[Start of section]

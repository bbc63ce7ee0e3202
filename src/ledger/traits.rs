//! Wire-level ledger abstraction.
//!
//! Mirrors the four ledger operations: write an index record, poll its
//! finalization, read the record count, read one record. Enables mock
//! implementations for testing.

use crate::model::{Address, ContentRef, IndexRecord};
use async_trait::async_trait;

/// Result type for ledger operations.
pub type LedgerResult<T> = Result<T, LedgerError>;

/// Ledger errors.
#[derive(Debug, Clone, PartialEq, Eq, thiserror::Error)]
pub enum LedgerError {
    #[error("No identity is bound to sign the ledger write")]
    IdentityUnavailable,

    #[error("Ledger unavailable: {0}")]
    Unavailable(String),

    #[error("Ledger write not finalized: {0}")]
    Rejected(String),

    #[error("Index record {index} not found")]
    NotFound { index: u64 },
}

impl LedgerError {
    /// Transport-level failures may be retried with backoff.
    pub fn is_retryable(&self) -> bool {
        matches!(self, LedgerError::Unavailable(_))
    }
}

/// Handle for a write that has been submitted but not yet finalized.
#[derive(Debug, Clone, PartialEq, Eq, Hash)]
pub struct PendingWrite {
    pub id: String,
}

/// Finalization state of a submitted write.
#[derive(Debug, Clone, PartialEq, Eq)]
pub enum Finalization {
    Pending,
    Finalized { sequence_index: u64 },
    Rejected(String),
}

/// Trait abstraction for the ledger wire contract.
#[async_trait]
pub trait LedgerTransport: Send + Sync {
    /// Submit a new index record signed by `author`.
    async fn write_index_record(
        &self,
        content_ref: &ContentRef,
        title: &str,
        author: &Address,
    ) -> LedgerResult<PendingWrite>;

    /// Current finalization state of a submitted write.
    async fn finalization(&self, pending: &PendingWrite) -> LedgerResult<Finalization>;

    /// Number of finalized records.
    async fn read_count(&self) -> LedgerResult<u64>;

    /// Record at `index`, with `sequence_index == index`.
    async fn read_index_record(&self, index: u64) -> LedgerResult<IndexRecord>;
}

[End of section]
[Start of section]

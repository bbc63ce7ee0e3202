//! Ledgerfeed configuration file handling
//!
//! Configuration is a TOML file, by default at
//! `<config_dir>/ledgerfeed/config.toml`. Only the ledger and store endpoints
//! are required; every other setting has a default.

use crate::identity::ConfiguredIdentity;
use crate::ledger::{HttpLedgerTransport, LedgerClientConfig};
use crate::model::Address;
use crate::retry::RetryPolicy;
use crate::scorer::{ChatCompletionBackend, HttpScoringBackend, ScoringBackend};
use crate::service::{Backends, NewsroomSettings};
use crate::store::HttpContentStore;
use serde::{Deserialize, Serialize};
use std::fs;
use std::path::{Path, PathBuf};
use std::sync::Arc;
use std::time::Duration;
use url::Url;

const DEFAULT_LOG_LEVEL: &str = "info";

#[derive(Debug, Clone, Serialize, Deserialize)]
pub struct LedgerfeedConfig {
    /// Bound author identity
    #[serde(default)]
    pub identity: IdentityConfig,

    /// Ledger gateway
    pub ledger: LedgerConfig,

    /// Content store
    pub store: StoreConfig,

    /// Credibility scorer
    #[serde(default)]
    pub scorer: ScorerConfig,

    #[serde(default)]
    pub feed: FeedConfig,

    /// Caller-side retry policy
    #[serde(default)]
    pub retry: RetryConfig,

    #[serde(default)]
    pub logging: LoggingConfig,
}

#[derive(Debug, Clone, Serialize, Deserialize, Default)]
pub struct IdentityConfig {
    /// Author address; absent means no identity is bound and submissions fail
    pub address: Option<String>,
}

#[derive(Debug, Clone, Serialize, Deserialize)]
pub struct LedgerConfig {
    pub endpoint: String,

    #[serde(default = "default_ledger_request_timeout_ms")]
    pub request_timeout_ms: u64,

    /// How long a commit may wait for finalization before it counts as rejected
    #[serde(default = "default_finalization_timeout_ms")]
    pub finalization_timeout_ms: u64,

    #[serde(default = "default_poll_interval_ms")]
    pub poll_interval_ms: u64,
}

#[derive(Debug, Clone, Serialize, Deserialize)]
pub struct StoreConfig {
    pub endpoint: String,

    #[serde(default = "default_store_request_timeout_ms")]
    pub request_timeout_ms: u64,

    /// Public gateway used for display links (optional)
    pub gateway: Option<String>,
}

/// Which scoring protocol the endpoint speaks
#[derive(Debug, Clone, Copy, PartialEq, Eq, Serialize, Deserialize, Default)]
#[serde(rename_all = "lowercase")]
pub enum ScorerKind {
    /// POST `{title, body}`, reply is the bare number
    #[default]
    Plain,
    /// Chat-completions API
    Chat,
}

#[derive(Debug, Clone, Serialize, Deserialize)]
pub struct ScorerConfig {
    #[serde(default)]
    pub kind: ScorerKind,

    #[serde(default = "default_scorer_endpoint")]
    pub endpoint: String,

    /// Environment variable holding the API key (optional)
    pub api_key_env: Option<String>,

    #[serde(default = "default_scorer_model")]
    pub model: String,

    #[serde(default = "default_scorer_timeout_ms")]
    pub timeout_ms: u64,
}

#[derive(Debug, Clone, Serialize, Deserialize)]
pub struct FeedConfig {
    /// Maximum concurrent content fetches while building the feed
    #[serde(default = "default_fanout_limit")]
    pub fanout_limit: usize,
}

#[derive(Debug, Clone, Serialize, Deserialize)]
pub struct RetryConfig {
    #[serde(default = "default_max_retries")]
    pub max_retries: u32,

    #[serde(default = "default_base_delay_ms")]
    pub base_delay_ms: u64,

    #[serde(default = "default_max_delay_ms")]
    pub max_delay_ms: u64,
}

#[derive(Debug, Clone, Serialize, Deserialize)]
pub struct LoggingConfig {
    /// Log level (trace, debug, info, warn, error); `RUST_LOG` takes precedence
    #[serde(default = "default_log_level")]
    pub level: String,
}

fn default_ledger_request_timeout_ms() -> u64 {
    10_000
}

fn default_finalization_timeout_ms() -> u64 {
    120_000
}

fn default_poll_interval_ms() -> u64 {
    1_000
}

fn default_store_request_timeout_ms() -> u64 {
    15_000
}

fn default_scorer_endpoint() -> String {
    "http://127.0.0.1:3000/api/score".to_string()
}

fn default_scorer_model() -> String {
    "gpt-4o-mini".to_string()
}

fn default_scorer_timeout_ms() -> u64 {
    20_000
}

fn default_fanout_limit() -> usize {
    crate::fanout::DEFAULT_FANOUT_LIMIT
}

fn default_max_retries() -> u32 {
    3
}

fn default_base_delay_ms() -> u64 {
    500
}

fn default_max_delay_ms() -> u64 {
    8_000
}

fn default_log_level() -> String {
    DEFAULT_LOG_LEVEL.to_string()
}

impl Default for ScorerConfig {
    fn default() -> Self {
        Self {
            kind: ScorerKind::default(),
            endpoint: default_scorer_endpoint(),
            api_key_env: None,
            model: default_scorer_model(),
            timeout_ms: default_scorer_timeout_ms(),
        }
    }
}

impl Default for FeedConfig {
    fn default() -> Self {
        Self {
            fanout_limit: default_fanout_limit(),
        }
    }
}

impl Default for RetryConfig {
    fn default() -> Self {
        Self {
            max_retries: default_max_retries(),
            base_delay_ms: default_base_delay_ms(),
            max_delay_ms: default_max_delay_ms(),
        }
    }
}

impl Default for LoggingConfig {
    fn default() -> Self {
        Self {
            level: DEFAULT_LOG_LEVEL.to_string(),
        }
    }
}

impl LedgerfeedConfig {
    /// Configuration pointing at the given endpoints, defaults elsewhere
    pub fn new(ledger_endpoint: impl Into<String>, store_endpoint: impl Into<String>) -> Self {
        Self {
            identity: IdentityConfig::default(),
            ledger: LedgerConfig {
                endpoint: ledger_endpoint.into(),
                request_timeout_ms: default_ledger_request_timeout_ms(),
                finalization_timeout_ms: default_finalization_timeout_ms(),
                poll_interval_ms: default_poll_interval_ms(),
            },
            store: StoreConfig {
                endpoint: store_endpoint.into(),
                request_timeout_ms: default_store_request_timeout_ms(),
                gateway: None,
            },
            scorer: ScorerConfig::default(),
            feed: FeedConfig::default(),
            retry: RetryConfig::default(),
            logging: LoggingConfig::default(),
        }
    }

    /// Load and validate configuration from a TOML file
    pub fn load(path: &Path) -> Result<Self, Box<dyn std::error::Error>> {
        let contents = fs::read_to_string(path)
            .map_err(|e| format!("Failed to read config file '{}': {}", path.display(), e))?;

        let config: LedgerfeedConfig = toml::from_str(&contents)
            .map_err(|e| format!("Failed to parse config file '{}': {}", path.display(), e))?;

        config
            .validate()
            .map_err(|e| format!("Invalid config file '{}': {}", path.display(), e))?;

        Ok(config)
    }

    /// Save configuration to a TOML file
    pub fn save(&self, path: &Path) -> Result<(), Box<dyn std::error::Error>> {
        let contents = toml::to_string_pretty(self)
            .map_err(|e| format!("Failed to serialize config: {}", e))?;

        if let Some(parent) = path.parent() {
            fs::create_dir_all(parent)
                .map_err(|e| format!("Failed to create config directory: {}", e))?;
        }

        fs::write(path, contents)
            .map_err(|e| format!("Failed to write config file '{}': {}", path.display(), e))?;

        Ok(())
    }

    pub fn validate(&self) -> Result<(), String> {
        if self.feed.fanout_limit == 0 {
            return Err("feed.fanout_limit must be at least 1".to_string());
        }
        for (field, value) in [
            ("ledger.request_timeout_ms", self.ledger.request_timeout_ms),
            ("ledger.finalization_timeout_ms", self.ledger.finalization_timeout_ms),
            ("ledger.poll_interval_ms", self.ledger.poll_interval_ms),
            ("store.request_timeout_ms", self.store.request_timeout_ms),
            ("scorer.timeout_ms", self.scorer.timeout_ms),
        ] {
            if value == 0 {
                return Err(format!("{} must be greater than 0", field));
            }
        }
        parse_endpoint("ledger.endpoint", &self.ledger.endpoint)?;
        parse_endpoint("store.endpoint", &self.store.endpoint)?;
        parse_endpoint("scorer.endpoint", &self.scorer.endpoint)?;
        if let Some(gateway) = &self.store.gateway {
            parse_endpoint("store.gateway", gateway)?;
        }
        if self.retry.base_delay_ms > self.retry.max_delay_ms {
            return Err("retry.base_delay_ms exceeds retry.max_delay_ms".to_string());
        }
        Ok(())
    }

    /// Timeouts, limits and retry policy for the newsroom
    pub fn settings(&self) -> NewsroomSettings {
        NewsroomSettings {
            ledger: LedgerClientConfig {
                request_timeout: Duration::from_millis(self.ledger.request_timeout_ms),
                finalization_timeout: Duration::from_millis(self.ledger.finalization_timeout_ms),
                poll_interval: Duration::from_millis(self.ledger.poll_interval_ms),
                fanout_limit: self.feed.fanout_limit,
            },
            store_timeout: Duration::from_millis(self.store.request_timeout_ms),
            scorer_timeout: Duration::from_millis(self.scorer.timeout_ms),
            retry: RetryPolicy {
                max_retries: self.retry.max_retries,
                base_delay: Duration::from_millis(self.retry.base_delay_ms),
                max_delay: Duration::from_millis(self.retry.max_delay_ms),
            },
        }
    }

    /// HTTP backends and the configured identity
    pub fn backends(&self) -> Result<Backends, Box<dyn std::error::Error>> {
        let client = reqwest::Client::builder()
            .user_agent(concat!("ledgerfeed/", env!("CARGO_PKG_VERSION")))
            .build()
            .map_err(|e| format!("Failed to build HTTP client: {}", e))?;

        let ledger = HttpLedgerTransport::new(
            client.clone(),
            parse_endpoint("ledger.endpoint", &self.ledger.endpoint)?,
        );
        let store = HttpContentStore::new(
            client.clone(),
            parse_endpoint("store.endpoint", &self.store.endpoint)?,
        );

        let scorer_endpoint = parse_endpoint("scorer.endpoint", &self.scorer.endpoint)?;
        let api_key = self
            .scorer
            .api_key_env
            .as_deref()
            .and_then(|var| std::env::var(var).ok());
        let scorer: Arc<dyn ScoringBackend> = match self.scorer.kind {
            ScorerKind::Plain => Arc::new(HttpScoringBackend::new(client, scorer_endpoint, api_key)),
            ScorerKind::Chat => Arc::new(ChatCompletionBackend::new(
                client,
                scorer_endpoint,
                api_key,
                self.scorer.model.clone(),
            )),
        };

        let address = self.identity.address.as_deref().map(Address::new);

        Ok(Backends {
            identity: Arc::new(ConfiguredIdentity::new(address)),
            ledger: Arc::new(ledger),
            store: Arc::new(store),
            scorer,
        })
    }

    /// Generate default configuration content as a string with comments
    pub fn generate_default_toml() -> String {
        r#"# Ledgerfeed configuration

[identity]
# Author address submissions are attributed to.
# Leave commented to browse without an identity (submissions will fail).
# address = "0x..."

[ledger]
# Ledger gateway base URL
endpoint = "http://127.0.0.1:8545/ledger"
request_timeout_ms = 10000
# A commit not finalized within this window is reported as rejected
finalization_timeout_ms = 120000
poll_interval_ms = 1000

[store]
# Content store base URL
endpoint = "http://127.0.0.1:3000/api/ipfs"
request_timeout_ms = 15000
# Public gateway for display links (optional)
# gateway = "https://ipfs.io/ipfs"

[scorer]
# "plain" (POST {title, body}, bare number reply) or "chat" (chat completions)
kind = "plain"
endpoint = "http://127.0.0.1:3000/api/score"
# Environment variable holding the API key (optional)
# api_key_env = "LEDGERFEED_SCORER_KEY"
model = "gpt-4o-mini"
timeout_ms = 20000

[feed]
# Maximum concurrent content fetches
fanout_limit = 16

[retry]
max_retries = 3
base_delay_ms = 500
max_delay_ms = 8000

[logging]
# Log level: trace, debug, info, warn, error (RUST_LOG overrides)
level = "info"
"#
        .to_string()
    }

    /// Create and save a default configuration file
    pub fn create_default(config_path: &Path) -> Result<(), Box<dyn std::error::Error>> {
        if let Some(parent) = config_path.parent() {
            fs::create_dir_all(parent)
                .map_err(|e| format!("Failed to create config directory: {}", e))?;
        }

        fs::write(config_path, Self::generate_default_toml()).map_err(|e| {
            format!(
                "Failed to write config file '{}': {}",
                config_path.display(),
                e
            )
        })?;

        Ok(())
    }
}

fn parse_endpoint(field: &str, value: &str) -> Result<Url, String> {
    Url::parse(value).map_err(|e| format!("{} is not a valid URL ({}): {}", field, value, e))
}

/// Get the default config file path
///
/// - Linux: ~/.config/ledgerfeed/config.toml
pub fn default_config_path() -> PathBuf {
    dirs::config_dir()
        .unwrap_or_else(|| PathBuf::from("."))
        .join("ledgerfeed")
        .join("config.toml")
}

[End of section]

→ ABOUT THIS TASK
Which lines above include the word "value"? Return each one.

→ OUTPUT FOR THIS TASK
        for (field, value) in [
            if value == 0 {
fn parse_endpoint(field: &str, value: &str) -> Result<Url, String> {
    Url::parse(value).map_err(|e| format!("{} is not a valid URL ({}): {}", field, value, e))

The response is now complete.